What does not? (with alternatives to FUR)

(Again) please, see the disclaimer of liability first: i don't have money for lawyers so i will put it simple: i coded FUR with the intent of doing something good for me and you as well, but if it will damage you in any way, i will not pay.

I've never been able to test the thing on a WM5 device (mostly because I've not been able to set up the connection with the Synce tools, but i didn't gave any feedback to the project, therefore shame on me) and now that the release 0.10.0 is out, im not (yet) able to connect my rx1950. Maybe im doing it wrong: im not complaining.

The result, however, is that i have no idea about how FUR works with WM5 devices. I don't see reasons why it shouldn't work, however.

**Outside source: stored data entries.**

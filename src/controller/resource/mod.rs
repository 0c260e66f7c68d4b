//! Resource pipeline executor
//!
//! A `Resource` is one idempotent step of a reconciliation: it converges a
//! single piece of infrastructure towards the declared object, or tears it
//! down. Steps are built once at startup and shared by all runs, so they
//! never keep per-run state; whatever a later step needs goes into the
//! `RunContext`.
//!
//! Steps are composed into a `ResourceSet`, which wraps every step with
//! retries and metrics and runs them in order.

pub mod crud;
pub mod instrumented;
pub mod retry;
pub mod set;

pub use crud::{Crud, CrudResource, Patch};
pub use instrumented::Instrumented;
pub use retry::{RetryConfig, Retrying};
pub use set::{Outcome, PipelineError, ResourceSet};

use super::context::{ContextError, RunContext};
use crate::cloud::template::TemplateError;
use crate::cloud::CloudError;
use crate::ipam::IpamError;
use crate::store::StoreError;
use async_trait::async_trait;
use thiserror::Error;

#[derive(Debug, Error)]
pub enum ResourceError {
    #[error("invalid config: {0}")]
    InvalidConfig(String),

    #[error("{0} not found")]
    NotFound(String),

    #[error("execution failed: {0}")]
    ExecutionFailed(String),

    #[error(transparent)]
    Context(#[from] ContextError),

    #[error(transparent)]
    Cloud(#[from] CloudError),

    #[error(transparent)]
    Store(#[from] StoreError),

    #[error(transparent)]
    Ipam(#[from] IpamError),

    #[error(transparent)]
    Template(#[from] TemplateError),

    #[error("kubernetes API error: {0}")]
    Kube(#[from] kube::Error),
}

impl ResourceError {
    /// Whether running the step again can succeed
    ///
    /// Configuration errors and a missing context fail the same way every
    /// time.
    pub fn is_retryable(&self) -> bool {
        !matches!(
            self,
            ResourceError::InvalidConfig(_)
                | ResourceError::Context(_)
                | ResourceError::Template(_)
                | ResourceError::Ipam(IpamError::InvalidConfig(_))
        )
    }

    pub fn is_not_found(&self) -> bool {
        match self {
            ResourceError::NotFound(_) => true,
            ResourceError::Cloud(e) => e.is_not_found(),
            ResourceError::Store(StoreError::NotFound(_)) => true,
            _ => false,
        }
    }
}

/// One step of a resource set
#[async_trait]
pub trait Resource<K: Send + Sync + 'static>: Send + Sync {
    /// Stable name used in logs and metrics
    fn name(&self) -> &str;

    /// Converge towards the declared object
    async fn ensure_created(&self, run: &mut RunContext, obj: &K) -> Result<(), ResourceError>;

    /// Tear down what `ensure_created` converged
    async fn ensure_deleted(&self, run: &mut RunContext, obj: &K) -> Result<(), ResourceError>;
}

#[cfg(test)]
pub(crate) mod testing;

#[cfg(test)]
#[path = "resource_test.rs"]
mod tests;
//! Stack template rendering
//!
//! The pipeline resolves every value a stack needs into `StackParams` and
//! hands them to a `TemplateRenderer`. What the renderer produces (and how
//! nodes are bootstrapped from it) is owned by the renderer.

use serde::Serialize;
use thiserror::Error;

#[derive(Debug, Error)]
pub enum TemplateError {
    #[error("failed to render template: {0}")]
    Render(String),
}

/// Subnets of one availability zone as passed to a stack
#[derive(Serialize, Clone, Debug, PartialEq)]
#[serde(rename_all = "camelCase")]
pub struct ZoneParams {
    pub name: String,
    pub public_cidr: String,
    pub private_cidr: String,
}

/// Worker group settings as passed to a stack
#[derive(Serialize, Clone, Debug, PartialEq)]
#[serde(rename_all = "camelCase")]
pub struct WorkerParams {
    pub instance_type: String,
    pub docker_volume_size_gb: i32,
    pub min_size: i32,
    pub max_size: i32,
    /// Lower bound passed as the group's minimum desired capacity
    pub min_desired: i32,
}

/// Fully resolved input for a control plane or node pool stack
#[derive(Serialize, Clone, Debug, PartialEq)]
#[serde(rename_all = "camelCase")]
pub struct StackParams {
    pub cluster_id: String,
    #[serde(skip_serializing_if = "Option::is_none")]
    pub node_pool_id: Option<String>,
    pub account_id: String,
    pub cidr: String,
    #[serde(skip_serializing_if = "Option::is_none")]
    pub vpc_id: Option<String>,
    pub availability_zones: Vec<ZoneParams>,
    #[serde(skip_serializing_if = "Option::is_none")]
    pub master_instance_type: Option<String>,
    pub workers: WorkerParams,
    pub operator_version: String,
}

pub trait TemplateRenderer: Send + Sync {
    fn render(&self, params: &StackParams) -> Result<String, TemplateError>;
}

/// Renders the parameters as a JSON parameter document
///
/// Used when the gateway expands the actual template server side.
#[derive(Default)]
pub struct ParameterDocumentRenderer;

impl TemplateRenderer for ParameterDocumentRenderer {
    fn render(&self, params: &StackParams) -> Result<String, TemplateError> {
        serde_json::to_string_pretty(&serde_json::json!({ "Parameters": params }))
            .map_err(|e| TemplateError::Render(e.to_string()))
    }
}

Files attributes are not really supported: permissions are all assumed rwx for everything: if you try to write or read on the (mostly system) files which doesn't allow that, you end up with a (non descriptive) error.

Same thing (but more) about strange files attributes like "compressed", "system" and "ram" that i found on the RAPI specification and about what i have no clue: i simply assume that they don't exist at all.  Just be a nice guy/girl, and don't go messing in the /windows directory, ok?! ;-)

A final note about performances: i didn't tried to speed up FUR (well, really i did, but then i remembered the old saying "first make it compile, then make it work, then optimize it" and I'm still on step 2) therefore there's no cache yet and moreover the way in which FUSE inherently works (breaking a file copy into seek, small read, small write, seek and so on...), at least the old version I've used (though i don't thing there is anything like a "file copy" at the kernel level...), implies that FUR will always be slower than high level utilities like raki, synce or the command line tools (pcp,pls and so on) that work at high level and do only a couple of RAPI calls to copy a file (get the descriptor, read all the data, close the descriptor): if you want simply to move files around, my advice is to simply use them.

If you don't care about the whole "i have my device on the file system" thing and you simply need a way to copy and access files on/from the Pocket PC with Linux as fast and effortless as possible, you should definitely use the before mentioned programs (which are probably more stable than FUR as well).

I'd like also to mention SynceFS, a file system created by Laurent Vivier by modifying coda. The developer seems to be quite active (more than i am at least :-() and it's creation (that provide the same capabilities that fur does i think) is quite worth being tried.